What the exercise asks:
Search the material for the string "that" and copy each line where it occurs.

═════ Information supplied

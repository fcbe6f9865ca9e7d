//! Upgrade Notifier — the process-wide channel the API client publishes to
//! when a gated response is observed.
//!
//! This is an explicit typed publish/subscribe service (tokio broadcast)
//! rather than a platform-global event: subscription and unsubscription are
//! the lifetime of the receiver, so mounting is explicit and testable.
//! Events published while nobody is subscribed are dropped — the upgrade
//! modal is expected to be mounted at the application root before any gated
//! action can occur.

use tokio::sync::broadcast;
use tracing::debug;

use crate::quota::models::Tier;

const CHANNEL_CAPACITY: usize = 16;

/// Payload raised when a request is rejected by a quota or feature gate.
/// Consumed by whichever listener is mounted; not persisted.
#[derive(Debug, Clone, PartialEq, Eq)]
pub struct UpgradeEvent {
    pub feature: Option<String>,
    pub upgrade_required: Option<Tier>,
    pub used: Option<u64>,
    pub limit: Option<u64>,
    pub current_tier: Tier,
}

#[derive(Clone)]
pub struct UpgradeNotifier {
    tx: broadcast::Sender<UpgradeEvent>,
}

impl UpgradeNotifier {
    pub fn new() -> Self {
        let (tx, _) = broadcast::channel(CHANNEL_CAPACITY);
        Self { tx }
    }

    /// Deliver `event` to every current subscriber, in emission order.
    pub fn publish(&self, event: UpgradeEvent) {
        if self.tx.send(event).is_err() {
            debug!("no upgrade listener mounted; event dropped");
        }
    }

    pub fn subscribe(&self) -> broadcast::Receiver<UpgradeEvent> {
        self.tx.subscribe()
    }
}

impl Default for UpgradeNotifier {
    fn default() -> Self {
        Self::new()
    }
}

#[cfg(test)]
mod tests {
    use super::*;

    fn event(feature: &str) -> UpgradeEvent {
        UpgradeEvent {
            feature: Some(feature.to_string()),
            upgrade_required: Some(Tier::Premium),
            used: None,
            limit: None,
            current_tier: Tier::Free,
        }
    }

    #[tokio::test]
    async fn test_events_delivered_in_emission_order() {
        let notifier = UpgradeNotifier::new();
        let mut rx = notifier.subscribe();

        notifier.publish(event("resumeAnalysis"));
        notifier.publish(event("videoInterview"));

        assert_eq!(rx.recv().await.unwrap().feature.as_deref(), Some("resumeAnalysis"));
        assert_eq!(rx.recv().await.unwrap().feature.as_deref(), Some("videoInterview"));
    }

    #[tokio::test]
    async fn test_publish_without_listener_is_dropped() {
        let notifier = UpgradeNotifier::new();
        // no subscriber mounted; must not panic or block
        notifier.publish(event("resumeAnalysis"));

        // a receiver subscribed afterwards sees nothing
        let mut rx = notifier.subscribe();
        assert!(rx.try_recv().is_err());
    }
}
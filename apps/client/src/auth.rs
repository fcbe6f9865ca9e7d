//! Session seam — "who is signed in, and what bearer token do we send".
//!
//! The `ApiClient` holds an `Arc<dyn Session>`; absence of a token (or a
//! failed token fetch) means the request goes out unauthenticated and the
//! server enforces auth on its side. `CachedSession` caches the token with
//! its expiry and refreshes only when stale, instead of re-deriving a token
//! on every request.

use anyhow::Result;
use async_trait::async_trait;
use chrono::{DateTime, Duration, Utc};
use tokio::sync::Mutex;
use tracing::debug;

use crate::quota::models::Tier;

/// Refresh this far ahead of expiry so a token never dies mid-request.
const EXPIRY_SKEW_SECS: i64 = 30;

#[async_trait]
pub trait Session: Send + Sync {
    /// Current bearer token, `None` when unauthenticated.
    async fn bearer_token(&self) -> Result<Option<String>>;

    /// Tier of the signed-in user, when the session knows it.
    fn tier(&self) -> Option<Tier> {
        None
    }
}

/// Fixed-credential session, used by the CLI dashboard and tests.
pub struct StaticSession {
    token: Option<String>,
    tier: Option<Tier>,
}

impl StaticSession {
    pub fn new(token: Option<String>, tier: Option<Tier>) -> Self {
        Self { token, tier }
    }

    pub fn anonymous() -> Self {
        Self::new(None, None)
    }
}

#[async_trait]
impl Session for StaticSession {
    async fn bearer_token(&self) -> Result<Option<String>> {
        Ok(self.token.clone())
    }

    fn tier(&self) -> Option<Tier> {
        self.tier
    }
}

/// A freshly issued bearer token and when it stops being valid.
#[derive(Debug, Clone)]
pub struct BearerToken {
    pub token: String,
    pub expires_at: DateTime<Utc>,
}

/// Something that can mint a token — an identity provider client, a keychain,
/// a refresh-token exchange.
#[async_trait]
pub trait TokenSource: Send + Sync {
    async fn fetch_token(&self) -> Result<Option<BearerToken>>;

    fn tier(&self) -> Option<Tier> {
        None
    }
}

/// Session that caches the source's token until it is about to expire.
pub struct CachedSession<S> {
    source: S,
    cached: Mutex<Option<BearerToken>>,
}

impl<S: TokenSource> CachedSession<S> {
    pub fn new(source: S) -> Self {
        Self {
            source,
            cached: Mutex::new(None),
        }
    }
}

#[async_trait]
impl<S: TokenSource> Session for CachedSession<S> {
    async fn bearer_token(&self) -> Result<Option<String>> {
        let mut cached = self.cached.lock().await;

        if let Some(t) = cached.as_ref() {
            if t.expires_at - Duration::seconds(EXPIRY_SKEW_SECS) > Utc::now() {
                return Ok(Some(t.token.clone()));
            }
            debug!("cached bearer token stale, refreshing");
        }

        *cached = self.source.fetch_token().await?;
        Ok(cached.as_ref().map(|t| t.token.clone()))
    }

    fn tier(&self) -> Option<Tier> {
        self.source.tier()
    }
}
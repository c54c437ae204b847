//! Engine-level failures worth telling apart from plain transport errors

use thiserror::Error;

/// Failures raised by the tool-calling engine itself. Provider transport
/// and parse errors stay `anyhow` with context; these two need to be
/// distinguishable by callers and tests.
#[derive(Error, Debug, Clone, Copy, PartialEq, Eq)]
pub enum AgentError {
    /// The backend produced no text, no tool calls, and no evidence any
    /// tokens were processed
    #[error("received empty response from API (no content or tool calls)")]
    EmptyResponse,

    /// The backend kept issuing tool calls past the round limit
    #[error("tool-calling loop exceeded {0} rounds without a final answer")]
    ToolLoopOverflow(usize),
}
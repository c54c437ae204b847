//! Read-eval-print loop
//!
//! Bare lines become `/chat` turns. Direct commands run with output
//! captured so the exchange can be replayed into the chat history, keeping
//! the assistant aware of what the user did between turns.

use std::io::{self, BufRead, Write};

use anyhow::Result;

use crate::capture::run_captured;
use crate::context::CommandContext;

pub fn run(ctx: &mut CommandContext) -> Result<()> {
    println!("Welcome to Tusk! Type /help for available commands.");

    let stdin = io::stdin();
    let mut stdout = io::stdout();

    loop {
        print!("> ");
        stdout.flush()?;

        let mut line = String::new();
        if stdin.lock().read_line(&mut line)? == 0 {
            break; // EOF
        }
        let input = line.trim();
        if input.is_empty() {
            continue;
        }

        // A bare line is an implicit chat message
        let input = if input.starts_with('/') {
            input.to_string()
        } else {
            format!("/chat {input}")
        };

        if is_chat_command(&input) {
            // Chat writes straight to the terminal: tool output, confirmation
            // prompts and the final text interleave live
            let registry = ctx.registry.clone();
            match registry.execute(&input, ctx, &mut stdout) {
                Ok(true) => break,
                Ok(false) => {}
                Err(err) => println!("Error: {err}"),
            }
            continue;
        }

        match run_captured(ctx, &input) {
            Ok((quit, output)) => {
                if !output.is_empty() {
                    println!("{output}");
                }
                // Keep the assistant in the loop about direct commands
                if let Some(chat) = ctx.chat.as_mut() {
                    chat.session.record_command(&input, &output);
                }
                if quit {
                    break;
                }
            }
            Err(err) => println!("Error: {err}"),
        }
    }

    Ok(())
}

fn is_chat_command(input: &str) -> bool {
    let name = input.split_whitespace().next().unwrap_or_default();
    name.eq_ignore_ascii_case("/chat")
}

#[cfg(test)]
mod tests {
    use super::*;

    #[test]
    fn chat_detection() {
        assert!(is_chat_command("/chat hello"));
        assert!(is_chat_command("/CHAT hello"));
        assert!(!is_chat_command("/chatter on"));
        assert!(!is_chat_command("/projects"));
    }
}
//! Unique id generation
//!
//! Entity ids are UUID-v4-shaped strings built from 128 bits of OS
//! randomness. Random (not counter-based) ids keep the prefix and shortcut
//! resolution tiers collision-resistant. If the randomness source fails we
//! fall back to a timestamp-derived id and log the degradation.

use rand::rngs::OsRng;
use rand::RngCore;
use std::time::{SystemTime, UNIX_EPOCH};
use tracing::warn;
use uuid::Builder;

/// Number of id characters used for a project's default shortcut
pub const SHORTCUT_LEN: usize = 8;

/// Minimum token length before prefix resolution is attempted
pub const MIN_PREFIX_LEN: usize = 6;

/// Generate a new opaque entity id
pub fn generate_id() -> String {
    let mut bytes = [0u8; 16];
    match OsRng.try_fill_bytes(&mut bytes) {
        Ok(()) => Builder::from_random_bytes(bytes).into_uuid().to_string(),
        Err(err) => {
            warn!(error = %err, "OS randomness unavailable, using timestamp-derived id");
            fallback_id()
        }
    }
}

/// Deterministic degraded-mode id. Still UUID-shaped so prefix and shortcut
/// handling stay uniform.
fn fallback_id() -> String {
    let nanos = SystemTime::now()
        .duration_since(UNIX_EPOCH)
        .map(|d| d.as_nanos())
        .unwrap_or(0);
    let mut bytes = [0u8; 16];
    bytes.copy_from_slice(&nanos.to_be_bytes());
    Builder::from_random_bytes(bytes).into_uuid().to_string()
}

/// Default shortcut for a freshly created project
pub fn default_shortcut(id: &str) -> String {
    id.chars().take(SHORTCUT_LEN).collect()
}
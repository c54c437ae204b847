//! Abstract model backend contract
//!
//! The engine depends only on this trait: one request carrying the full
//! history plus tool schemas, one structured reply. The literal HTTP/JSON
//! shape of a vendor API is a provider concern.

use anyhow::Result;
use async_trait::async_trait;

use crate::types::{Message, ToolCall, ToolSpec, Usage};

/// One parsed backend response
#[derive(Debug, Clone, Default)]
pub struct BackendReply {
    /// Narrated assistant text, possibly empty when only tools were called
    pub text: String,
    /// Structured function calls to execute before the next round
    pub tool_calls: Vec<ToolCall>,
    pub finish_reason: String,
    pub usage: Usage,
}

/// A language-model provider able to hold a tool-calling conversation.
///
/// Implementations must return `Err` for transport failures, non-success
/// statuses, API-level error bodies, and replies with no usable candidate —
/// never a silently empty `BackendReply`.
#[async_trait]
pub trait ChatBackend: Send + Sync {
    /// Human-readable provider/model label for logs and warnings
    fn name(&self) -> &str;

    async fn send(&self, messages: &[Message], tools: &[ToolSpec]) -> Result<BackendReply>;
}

══════════

Task response:
/// Something that can mint a token — an identity provider client, a keychain,
/// Session that caches the source's token until it is about to expire.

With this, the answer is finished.